Directions for this task » If a line below contains the word "sent", count it. Please give the total and nothing else.

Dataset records
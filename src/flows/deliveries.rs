use tracing::{info, warn};

use crate::{
    api::{self, ApiClient},
    app_error::AppError,
    domain::{
        AccountType, OrderStatus,
        address::{Address, resolve_address},
        next_status,
    },
    flows::login::session_for,
    models::{Delivery, Order, OrderId},
    session::SessionStore,
};

#[derive(Debug, Clone, PartialEq, Eq)]
pub enum AdvanceOutcome {
    Advanced { from: OrderStatus, to: OrderStatus },
    /// Delivered is terminal; nothing was sent.
    AlreadyDelivered,
    /// The status is not one the transition rule knows; nothing was sent.
    Unrecognised(OrderStatus),
}

/// Orders assigned to the logged-in courier.
pub async fn courier_orders(
    client: &ApiClient,
    store: &dyn SessionStore,
) -> Result<Vec<Order>, AppError> {
    let session = session_for(store, AccountType::Courier)?;
    let mut orders =
        api::orders::list_orders(client, session.role_id, AccountType::Courier).await?;
    orders.sort_by_key(|order| (order.status.rank().unwrap_or(u8::MAX), order.id));
    Ok(orders)
}

pub async fn all_deliveries(client: &ApiClient) -> Result<Vec<Delivery>, AppError> {
    api::deliveries::list_deliveries(client).await
}

/// Moves `order` one step forward and returns what happened.
pub async fn advance_order(client: &ApiClient, order: &Order) -> Result<AdvanceOutcome, AppError> {
    let next = next_status(&order.status);
    if next == order.status {
        return Ok(if order.status.is_terminal() {
            AdvanceOutcome::AlreadyDelivered
        } else {
            warn!("Order #{} has unrecognised status {}", order.id, order.status);
            AdvanceOutcome::Unrecognised(order.status.clone())
        });
    }

    let confirmed = api::orders::update_status(client, order.id, &next).await?;
    if confirmed != next {
        warn!(
            "Order #{} moved to {} but backend reports {}",
            order.id, next, confirmed
        );
    }
    info!("Order #{}: {} -> {}", order.id, order.status, confirmed);
    Ok(AdvanceOutcome::Advanced {
        from: order.status.clone(),
        to: confirmed,
    })
}

/// Advances one of the logged-in courier's orders.
pub async fn advance_delivery(
    client: &ApiClient,
    store: &dyn SessionStore,
    order_id: OrderId,
) -> Result<AdvanceOutcome, AppError> {
    let order = courier_orders(client, store)
        .await?
        .into_iter()
        .find(|order| order.id == order_id)
        .ok_or(AppError::NotFound)?;
    advance_order(client, &order).await
}

/// Street line of the customer's address, or of a stand-in picked by order id
/// when the address on the order is incomplete.
pub fn drop_off_address(order: &Order) -> String {
    let address = Address::parse(&order.customer_address);
    resolve_address(Some(&address), order.id).street_address
}

#[cfg(test)]
mod tests {
    use chrono::Utc;
    use rstest::rstest;

    use super::*;
    use crate::domain::address::fallback_address;

    fn order(id: OrderId, address: &str) -> Order {
        Order {
            id,
            customer_id: 1,
            restaurant_id: 1,
            restaurant_name: String::new(),
            customer_address: address.into(),
            courier_id: Some(1),
            courier_name: None,
            status: OrderStatus::Pending,
            products: Vec::new(),
            total_cost: 0,
            restaurant_rating: None,
            created_at: Utc::now(),
        }
    }

    #[test]
    fn drop_off_uses_first_segment() {
        assert_eq!(
            drop_off_address(&order(1, "111 8th Ave, New York, NY 10011")),
            "111 8th Ave"
        );
    }

    #[rstest]
    #[case("  ")]
    #[case("12 Main St")]
    fn incomplete_address_falls_back_to_known_one(#[case] address: &str) {
        let expected = fallback_address(3).street_address;
        assert_eq!(drop_off_address(&order(3, address)), expected);
    }
}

Output » 2